Segment Start: AVAILABLE DATA

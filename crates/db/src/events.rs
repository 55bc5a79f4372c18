use serde::{Deserialize, Serialize};
use uuid::Uuid;

pub const EVENT_WORKSPACE_CREATED: &str = "workspace.created";
pub const EVENT_WORKSPACE_UPDATED: &str = "workspace.updated";

pub const EVENT_MEMBER_ADDED: &str = "member.added";
pub const EVENT_MEMBER_UPDATED: &str = "member.updated";
pub const EVENT_MEMBER_REMOVED: &str = "member.removed";

pub const EVENT_SPACE_CREATED: &str = "space.created";
pub const EVENT_SPACE_UPDATED: &str = "space.updated";
pub const EVENT_SPACE_TRASHED: &str = "space.trashed";
pub const EVENT_SPACE_RESTORED: &str = "space.restored";

pub const EVENT_LIST_CREATED: &str = "list.created";
pub const EVENT_LIST_UPDATED: &str = "list.updated";
pub const EVENT_LIST_TRASHED: &str = "list.trashed";
pub const EVENT_LIST_RESTORED: &str = "list.restored";

pub const EVENT_TASK_CREATED: &str = "task.created";
pub const EVENT_TASK_UPDATED: &str = "task.updated";
pub const EVENT_TASK_TRASHED: &str = "task.trashed";
pub const EVENT_TASK_RESTORED: &str = "task.restored";

pub const EVENT_COMMENT_CREATED: &str = "comment.created";
pub const EVENT_COMMENT_UPDATED: &str = "comment.updated";
pub const EVENT_COMMENT_TRASHED: &str = "comment.trashed";
pub const EVENT_COMMENT_RESTORED: &str = "comment.restored";

pub const EVENT_CHECKLIST_ITEM_CREATED: &str = "checklist_item.created";
pub const EVENT_CHECKLIST_ITEM_UPDATED: &str = "checklist_item.updated";
pub const EVENT_CHECKLIST_ITEM_TRASHED: &str = "checklist_item.trashed";
pub const EVENT_CHECKLIST_ITEM_RESTORED: &str = "checklist_item.restored";

pub const EVENT_TEAM_CREATED: &str = "team.created";
pub const EVENT_TEAM_UPDATED: &str = "team.updated";
pub const EVENT_TEAM_TRASHED: &str = "team.trashed";
pub const EVENT_TEAM_RESTORED: &str = "team.restored";

pub const EVENT_PROJECT_CREATED: &str = "project.created";
pub const EVENT_PROJECT_UPDATED: &str = "project.updated";
pub const EVENT_PROJECT_TRASHED: &str = "project.trashed";
pub const EVENT_PROJECT_RESTORED: &str = "project.restored";

pub const EVENT_OFFICE_CREATED: &str = "office.created";
pub const EVENT_OFFICE_UPDATED: &str = "office.updated";
pub const EVENT_OFFICE_TRASHED: &str = "office.trashed";
pub const EVENT_OFFICE_RESTORED: &str = "office.restored";

#[derive(Debug, Clone, Serialize, Deserialize)]
pub struct ResourceEventPayload {
    pub workspace_id: Uuid,
    pub id: Uuid,
}

#[derive(Debug, Clone, Serialize, Deserialize)]
pub struct TaskEventPayload {
    pub workspace_id: Uuid,
    pub task_id: Uuid,
    pub list_id: Uuid,
}

#[derive(Debug, Clone, Serialize, Deserialize)]
pub struct CommentEventPayload {
    pub workspace_id: Uuid,
    pub comment_id: Uuid,
    pub task_id: Uuid,
    pub mentioned_member_ids: Vec<Uuid>,
}
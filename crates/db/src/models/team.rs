use chrono::{DateTime, Utc};
use sea_orm::{
    ActiveModelTrait, ColumnTrait, Condition, ConnectionTrait, Set, TransactionSession,
    TransactionTrait,
};
use serde::{Deserialize, Serialize};
use ts_rs::TS;
use uuid::Uuid;

use super::{
    error::DomainError,
    ids::{self, deserialize_some},
    member::Member,
    validation,
    workspace::{Workspace, WorkspaceScope},
};
use crate::{
    entities::{member, team},
    events::{
        EVENT_TEAM_CREATED, EVENT_TEAM_RESTORED, EVENT_TEAM_TRASHED, EVENT_TEAM_UPDATED,
        ResourceEventPayload,
    },
    models::event_outbox::EventOutbox,
    policy::{self, Identified, Lookup, Transition},
    query::{ListQuery, Page, paginate},
};

#[derive(Debug, Clone, Serialize, Deserialize, TS)]
pub struct Team {
    pub id: Uuid,
    pub workspace_id: Uuid,
    pub name: String,
    pub description: Option<String>,
    pub lead_member_id: Option<Uuid>,
    pub is_active: bool,
    pub is_deleted: bool,
    #[ts(type = "Date")]
    pub created_at: DateTime<Utc>,
    #[ts(type = "Date")]
    pub updated_at: DateTime<Utc>,
}

#[derive(Debug, Clone, Deserialize, TS)]
pub struct CreateTeam {
    pub name: String,
    pub description: Option<String>,
    pub lead_member_id: Option<Uuid>,
}

#[derive(Debug, Default, Deserialize, TS)]
pub struct UpdateTeam {
    pub name: Option<String>,
    #[serde(default, deserialize_with = "deserialize_some")]
    pub description: Option<Option<String>>,
    #[serde(default, deserialize_with = "deserialize_some")]
    pub lead_member_id: Option<Option<Uuid>>,
}

impl Team {
    async fn from_model<C: ConnectionTrait>(
        db: &C,
        workspace_id: Uuid,
        model: team::Model,
    ) -> Result<Self, DomainError> {
        let lead_member_id =
            ids::optional_uuid_of::<member::Entity, _>(db, model.lead_member_id).await?;
        Ok(Self {
            id: model.uuid,
            workspace_id,
            name: model.name,
            description: model.description,
            lead_member_id,
            is_active: model.is_active,
            is_deleted: model.is_deleted,
            created_at: model.created_at,
            updated_at: model.updated_at,
        })
    }

    async fn record_event<C: ConnectionTrait>(
        db: &C,
        event_type: &str,
        scope: WorkspaceScope,
        id: Uuid,
    ) -> Result<(), DomainError> {
        EventOutbox::record(
            db,
            scope.id,
            event_type,
            team::Entity::NAME,
            id,
            &ResourceEventPayload {
                workspace_id: scope.id,
                id,
            },
        )
        .await?;
        Ok(())
    }

    async fn lead_row_id<C: ConnectionTrait>(
        db: &C,
        scope: WorkspaceScope,
        lead: Option<Uuid>,
    ) -> Result<Option<i64>, DomainError> {
        match lead {
            Some(id) => Ok(Some(Member::require_current(db, scope, id).await?.id)),
            None => Ok(None),
        }
    }

    pub async fn create<C>(
        db: &C,
        workspace_id: Uuid,
        data: &CreateTeam,
        team_id: Uuid,
    ) -> Result<Self, DomainError>
    where
        C: ConnectionTrait + TransactionTrait,
    {
        let scope = Workspace::scope(db, workspace_id).await?;
        let name = validation::required_text("name", &data.name)?;
        let lead = Self::lead_row_id(db, scope, data.lead_member_id).await?;

        let tx = db.begin().await?;
        let now = Utc::now();
        let model = team::ActiveModel {
            uuid: Set(team_id),
            workspace_id: Set(scope.row_id),
            name: Set(name),
            description: Set(validation::optional_text(data.description.as_deref())),
            lead_member_id: Set(lead),
            is_active: Set(true),
            is_deleted: Set(false),
            created_at: Set(now),
            updated_at: Set(now),
            ..Default::default()
        }
        .insert(&tx)
        .await?;

        Self::record_event(&tx, EVENT_TEAM_CREATED, scope, team_id).await?;
        tx.commit().await?;
        Self::from_model(db, workspace_id, model).await
    }

    pub async fn find_by_id<C: ConnectionTrait>(
        db: &C,
        workspace_id: Uuid,
        id: Uuid,
    ) -> Result<Self, DomainError> {
        let scope = Workspace::scope(db, workspace_id).await?;
        let model =
            policy::find_in_workspace::<team::Entity, _>(db, scope.row_id, id, Lookup::Live).await?;
        Self::from_model(db, workspace_id, model).await
    }

    /// Lists live teams. `active` narrows to active or inactive teams.
    pub async fn list<C: ConnectionTrait>(
        db: &C,
        workspace_id: Uuid,
        active: Option<bool>,
        query: &ListQuery,
    ) -> Result<Page<Self>, DomainError> {
        let scope = Workspace::scope(db, workspace_id).await?;
        let mut condition = Condition::all();
        if let Some(active) = active {
            condition = condition.add(team::Column::IsActive.eq(active));
        }

        let mut page = paginate::<team::Entity, _>(db, scope.row_id, condition, query).await?;
        let mut docs = Vec::with_capacity(page.docs.len());
        for model in std::mem::take(&mut page.docs) {
            docs.push(Self::from_model(db, workspace_id, model).await?);
        }
        Ok(page.with_docs(docs))
    }

    pub async fn update<C>(
        db: &C,
        workspace_id: Uuid,
        id: Uuid,
        data: &UpdateTeam,
    ) -> Result<Self, DomainError>
    where
        C: ConnectionTrait + TransactionTrait,
    {
        let scope = Workspace::scope(db, workspace_id).await?;
        let record =
            policy::find_in_workspace::<team::Entity, _>(db, scope.row_id, id, Lookup::Live).await?;

        let mut active: team::ActiveModel = record.into();
        if let Some(name) = &data.name {
            active.name = Set(validation::required_text("name", name)?);
        }
        if let Some(description) = &data.description {
            active.description = Set(validation::optional_text(description.as_deref()));
        }
        if let Some(lead) = data.lead_member_id {
            active.lead_member_id = Set(Self::lead_row_id(db, scope, lead).await?);
        }
        active.updated_at = Set(Utc::now());
        let tx = db.begin().await?;
        let model = active.update(&tx).await?;

        Self::record_event(&tx, EVENT_TEAM_UPDATED, scope, id).await?;
        tx.commit().await?;
        Self::from_model(db, workspace_id, model).await
    }

    pub async fn set_active<C>(
        db: &C,
        workspace_id: Uuid,
        id: Uuid,
        active: bool,
    ) -> Result<Self, DomainError>
    where
        C: ConnectionTrait + TransactionTrait,
    {
        let scope = Workspace::scope(db, workspace_id).await?;
        let tx = db.begin().await?;
        let Transition { model, changed } =
            policy::set_active::<team::Entity, _>(&tx, scope.row_id, id, active).await?;
        if changed {
            Self::record_event(&tx, EVENT_TEAM_UPDATED, scope, id).await?;
        }
        tx.commit().await?;
        Self::from_model(db, workspace_id, model).await
    }

    pub async fn trash<C>(
        db: &C,
        workspace_id: Uuid,
        id: Uuid,
    ) -> Result<Self, DomainError>
    where
        C: ConnectionTrait + TransactionTrait,
    {
        let scope = Workspace::scope(db, workspace_id).await?;
        let tx = db.begin().await?;
        let transition = policy::trash::<team::Entity, _>(&tx, scope.row_id, id).await?;
        if transition.changed {
            Self::record_event(&tx, EVENT_TEAM_TRASHED, scope, id).await?;
        }
        tx.commit().await?;
        Self::from_model(db, workspace_id, transition.model).await
    }

    pub async fn restore<C>(
        db: &C,
        workspace_id: Uuid,
        id: Uuid,
    ) -> Result<Self, DomainError>
    where
        C: ConnectionTrait + TransactionTrait,
    {
        let scope = Workspace::scope(db, workspace_id).await?;
        let tx = db.begin().await?;
        let transition = policy::restore::<team::Entity, _>(&tx, scope.row_id, id).await?;
        if transition.changed {
            Self::record_event(&tx, EVENT_TEAM_RESTORED, scope, id).await?;
        }
        tx.commit().await?;
        Self::from_model(db, workspace_id, transition.model).await
    }
}
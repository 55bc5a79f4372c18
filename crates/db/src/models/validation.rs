use super::error::DomainError;

/// Trims `value` and rejects it when nothing is left.
pub(crate) fn required_text(field: &'static str, value: &str) -> Result<String, DomainError> {
    let trimmed = value.trim();
    if trimmed.is_empty() {
        return Err(DomainError::validation(field, "must not be empty"));
    }
    Ok(trimmed.to_string())
}

/// Trims optional free text, mapping blank values to `None`.
pub(crate) fn optional_text(value: Option<&str>) -> Option<String> {
    value
        .map(str::trim)
        .filter(|value| !value.is_empty())
        .map(str::to_string)
}

/// Accepts `#rgb` and `#rrggbb` hex colors.
pub(crate) fn color(value: Option<&str>) -> Result<Option<String>, DomainError> {
    let Some(value) = optional_text(value) else {
        return Ok(None);
    };
    let valid = value
        .strip_prefix('#')
        .is_some_and(|hex| matches!(hex.len(), 3 | 6) && hex.chars().all(|c| c.is_ascii_hexdigit()));
    if !valid {
        return Err(DomainError::validation(
            "color",
            format!("{value:?} is not a #rgb or #rrggbb color"),
        ));
    }
    Ok(Some(value.to_ascii_lowercase()))
}

#[cfg(test)]
mod tests {
    use super::*;

    #[test]
    fn colors_accept_short_and_long_hex() {
        assert_eq!(color(Some("#ABC")).unwrap().as_deref(), Some("#abc"));
        assert_eq!(color(Some(" #00ff7f ")).unwrap().as_deref(), Some("#00ff7f"));
        assert_eq!(color(Some("  ")).unwrap(), None);
        assert!(color(Some("00ff7f")).is_err());
        assert!(color(Some("#12345")).is_err());
        assert!(color(Some("#ggg")).is_err());
    }

    #[test]
    fn required_text_is_trimmed() {
        assert_eq!(required_text("name", "  Roadmap ").unwrap(), "Roadmap");
        assert!(matches!(
            required_text("name", " \t"),
            Err(DomainError::ValidationFailed { field: "name", .. })
        ));
    }
}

Segment End: AVAILABLE DATA

• _TASK STATEMENT_
Return every line of the entries above that the string "docs" appears in.

• _TASK OUTPUT_
        let mut docs = Vec::with_capacity(page.docs.len());
        for model in std::mem::take(&mut page.docs) {
            docs.push(Self::from_model(db, workspace_id, model).await?);
        Ok(page.with_docs(docs))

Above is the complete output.